The endless battle for funding
I ask Tyndall what she would do if somebody gave her $10,000 to spend on the project. After a bit of incredulous laughter she begins to fire off her wish list.
“I could buy paint for a year. No, wait, three years… I could buy them so much paint. I want to give them a huge paint reserve, so that they can carry on if we have to leave.”
Then I asked what she would do with $500,000. This time she hit her stride. “I want to bring artists from the region and the world to work with the kids and employ more local artists to help them regularly. I want to spread the project to other camps.

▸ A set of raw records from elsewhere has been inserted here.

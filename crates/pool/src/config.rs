use std::time::Duration;

/// Sizing and lifecycle limits shared by every partition's pool.
#[derive(Debug, Clone)]
pub struct PoolConfig {
    /// Warm workers kept per partition.
    pub min_size: usize,
    /// Hard bound on workers per partition, launches in progress included.
    pub max_size: usize,
    /// Idle workers above `min_size` are closed after this long unused.
    pub idle_timeout: Duration,
    /// Workers are retired once this old.
    pub max_age: Duration,
    /// Workers are retired after this many renders.
    pub max_uses: u32,
    /// Upper bound on a single cold start.
    pub launch_timeout: Duration,
    /// How often the maintenance task sweeps every pool.
    pub sweep_interval: Duration,
    /// Pools with no work for this long are torn down entirely.
    pub teardown_after: Duration,
}

impl Default for PoolConfig {
    fn default() -> Self {
        Self {
            min_size: 8,
            max_size: 16,
            idle_timeout: Duration::from_secs(5 * 60),
            max_age: Duration::from_secs(30 * 60),
            max_uses: 500,
            launch_timeout: Duration::from_secs(15),
            sweep_interval: Duration::from_secs(30),
            teardown_after: Duration::from_secs(30 * 60),
        }
    }
}

impl PoolConfig {
    /// Clamp inconsistent values: at least one worker, and `min <= max`.
    pub fn normalized(mut self) -> Self {
        self.max_size = self.max_size.max(1);
        self.min_size = self.min_size.min(self.max_size);
        self.max_uses = self.max_uses.max(1);
        self
    }
}
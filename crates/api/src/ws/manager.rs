use std::collections::HashMap;
use std::sync::atomic::{AtomicU64, Ordering};
use std::time::Duration;

use axum::body::Bytes;
use axum::extract::ws::Message;
use folio_core::types::{CallerId, Timestamp};
use tokio::sync::{mpsc, RwLock};
use tokio::time::Instant;
use tokio_util::sync::CancellationToken;

/// Channel sender half for pushing messages to a WebSocket connection.
pub type WsSender = mpsc::UnboundedSender<Message>;

/// Metadata for a single session.
pub struct WsConnection {
    /// Authenticated caller that opened the session.
    pub caller_id: CallerId,
    /// Channel sender for outbound messages to this connection.
    pub sender: WsSender,
    /// When this connection was established.
    pub connected_at: Timestamp,
    /// Cancelled when the server ends the session; in-flight calls watch it.
    pub cancel: CancellationToken,
    /// Milliseconds since the manager epoch of the last inbound frame.
    last_seen_ms: AtomicU64,
    /// Milliseconds since the manager epoch of the last submitted call.
    last_call_ms: AtomicU64,
}

/// Handles returned to the session task on registration.
pub struct SessionChannel {
    pub rx: mpsc::UnboundedReceiver<Message>,
    pub sender: WsSender,
    pub cancel: CancellationToken,
}

/// Why the heartbeat closed a session.
#[derive(Debug, Clone, Copy, PartialEq, Eq)]
pub enum StaleReason {
    /// Nothing received, not even a pong.
    Silent,
    /// Pongs only, no calls.
    Inactive,
}

/// Manages all active session connections.
///
/// Thread-safe via interior `RwLock`; designed to be wrapped in `Arc` and
/// shared across the application. Activity timestamps are atomics so that
/// recording them only needs the read lock.
pub struct WsManager {
    connections: RwLock<HashMap<String, WsConnection>>,
    epoch: Instant,
}

impl WsManager {
    /// Create a new, empty connection manager.
    pub fn new() -> Self {
        Self {
            connections: RwLock::new(HashMap::new()),
            epoch: Instant::now(),
        }
    }

    /// Register a new connection.
    pub async fn add(&self, conn_id: String, caller_id: CallerId) -> SessionChannel {
        let (tx, rx) = mpsc::unbounded_channel();
        let cancel = CancellationToken::new();
        let now = self.now_ms();
        let conn = WsConnection {
            caller_id,
            sender: tx.clone(),
            connected_at: chrono::Utc::now(),
            cancel: cancel.clone(),
            last_seen_ms: AtomicU64::new(now),
            last_call_ms: AtomicU64::new(now),
        };
        self.connections.write().await.insert(conn_id, conn);
        SessionChannel {
            rx,
            sender: tx,
            cancel,
        }
    }

    /// Remove a connection by its ID.
    pub async fn remove(&self, conn_id: &str) {
        self.connections.write().await.remove(conn_id);
    }

    /// Record an inbound frame of any kind.
    pub async fn touch(&self, conn_id: &str) {
        if let Some(conn) = self.connections.read().await.get(conn_id) {
            conn.last_seen_ms.store(self.now_ms(), Ordering::Relaxed);
        }
    }

    /// Record a submitted call. Also counts as an inbound frame.
    pub async fn record_call(&self, conn_id: &str) {
        if let Some(conn) = self.connections.read().await.get(conn_id) {
            let now = self.now_ms();
            conn.last_seen_ms.store(now, Ordering::Relaxed);
            conn.last_call_ms.store(now, Ordering::Relaxed);
        }
    }

    /// Return the current number of active connections.
    pub async fn connection_count(&self) -> usize {
        self.connections.read().await.len()
    }

    /// End every session, then clear the map.
    ///
    /// Each session task notices the cancellation, fails its in-flight calls
    /// and sends the Close frame itself.
    pub async fn shutdown_all(&self) {
        let mut conns = self.connections.write().await;
        let count = conns.len();
        for conn in conns.values() {
            conn.cancel.cancel();
        }
        conns.clear();
        tracing::info!(count, "Closed all sessions");
    }

    /// Send a Ping frame to every connected client.
    pub async fn ping_all(&self) {
        let conns = self.connections.read().await;
        for conn in conns.values() {
            let _ = conn.sender.send(Message::Ping(Bytes::new()));
        }
    }

    /// End sessions silent for longer than `silence_timeout` or without a
    /// call for longer than `max_inactivity`. Returns the closed IDs.
    pub async fn close_stale(
        &self,
        silence_timeout: Duration,
        max_inactivity: Duration,
    ) -> Vec<(String, StaleReason)> {
        let now = self.now_ms();
        let silence_ms = silence_timeout.as_millis() as u64;
        let inactivity_ms = max_inactivity.as_millis() as u64;

        let mut conns = self.connections.write().await;
        let stale: Vec<(String, StaleReason)> = conns
            .iter()
            .filter_map(|(id, conn)| {
                let seen = conn.last_seen_ms.load(Ordering::Relaxed);
                let called = conn.last_call_ms.load(Ordering::Relaxed);
                if now.saturating_sub(seen) > silence_ms {
                    Some((id.clone(), StaleReason::Silent))
                } else if now.saturating_sub(called) > inactivity_ms {
                    Some((id.clone(), StaleReason::Inactive))
                } else {
                    None
                }
            })
            .collect();

        for (id, reason) in &stale {
            if let Some(conn) = conns.remove(id) {
                conn.cancel.cancel();
                tracing::info!(conn_id = %id, caller_id = conn.caller_id, ?reason, "Closing stale session");
            }
        }
        stale
    }

    fn now_ms(&self) -> u64 {
        Instant::now().duration_since(self.epoch).as_millis() as u64
    }
}

impl Default for WsManager {
    fn default() -> Self {
        Self::new()
    }
}
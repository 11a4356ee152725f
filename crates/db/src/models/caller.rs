//! Caller model.

use folio_core::caller::CallerContext;
use folio_core::error::CoreError;
use folio_core::tier::Tier;
use folio_core::types::{DbId, Timestamp};
use serde::Serialize;
use sqlx::FromRow;

/// A row from the `callers` table.
///
/// **Note:** `key_hash` is never serialized; `key_prefix` identifies the key
/// in logs and listings.
#[derive(Debug, Clone, FromRow, Serialize)]
pub struct Caller {
    pub id: DbId,
    pub name: String,
    #[serde(skip_serializing)]
    pub key_hash: String,
    pub key_prefix: String,
    pub tier: String,
    /// Overrides the tier's default monthly quota when set.
    pub monthly_quota: Option<i64>,
    pub is_active: bool,
    pub last_used_at: Option<Timestamp>,
    pub created_at: Timestamp,
    pub updated_at: Timestamp,
}

impl Caller {
    pub fn to_context(&self) -> Result<CallerContext, CoreError> {
        let tier = Tier::from_name(&self.tier)?;
        let context = CallerContext::new(self.id, self.name.clone(), tier);
        Ok(match self.monthly_quota {
            Some(quota) => context.with_quota(quota),
            None => context,
        })
    }
}

/// DTO for registering a caller.
#[derive(Debug, Clone)]
pub struct CreateCaller {
    pub name: String,
    pub key_hash: String,
    pub key_prefix: String,
    pub tier: Tier,
    pub monthly_quota: Option<i64>,
}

I want the children’s work and story to be featured in a gallery exhibition in the West. Hell, I want to take the children to be at their exhibition!”
Tyndall explains that the children very rarely leave the prison and that when they take them on occasional picnics in the surrounding area “they’re beside themselves, running around, jumping across streams and just playing like normal kids do. Can you imagine if I could take them to London? To see their own work on the wall and all these people looking at their work?”
Connecting the children with the world through art
“These children are a wasted generation if their talents and humanity aren’t nurtured. They have the passion and drive to fix their own country. They never talk about fighting; they want to be pharmacists, artists, lawyers, doctors, engineers. All they want to do is go home.”
When Tyndall asked Newruz what she would do to rebuild Syria, she replied that she would paint all the walls of Damascus.
This strategy of engagement has had some success. One student, Diana, drew a picture of a heart with a flame shooting out of it. It was so like the work of Spanish artist Ricardo Cavolo that Tyndall gave her more of his work to explore. Then she tweeted the results directly to Cavolo, who responded enthusiastically.
Tyndall’s hope is that she can persuade more artists around the world to engage with the children and perhaps even to visit and work with them in Akre. She also hopes that their art work will give them a voice in a world that otherwise ignores them.
For three hours a week Ola’s passion and talent soar, and through her art she speaks to her community and to the world. Perhaps it’s only through her painting that the world can start to see her not as a feral human, or vermin, but as a child.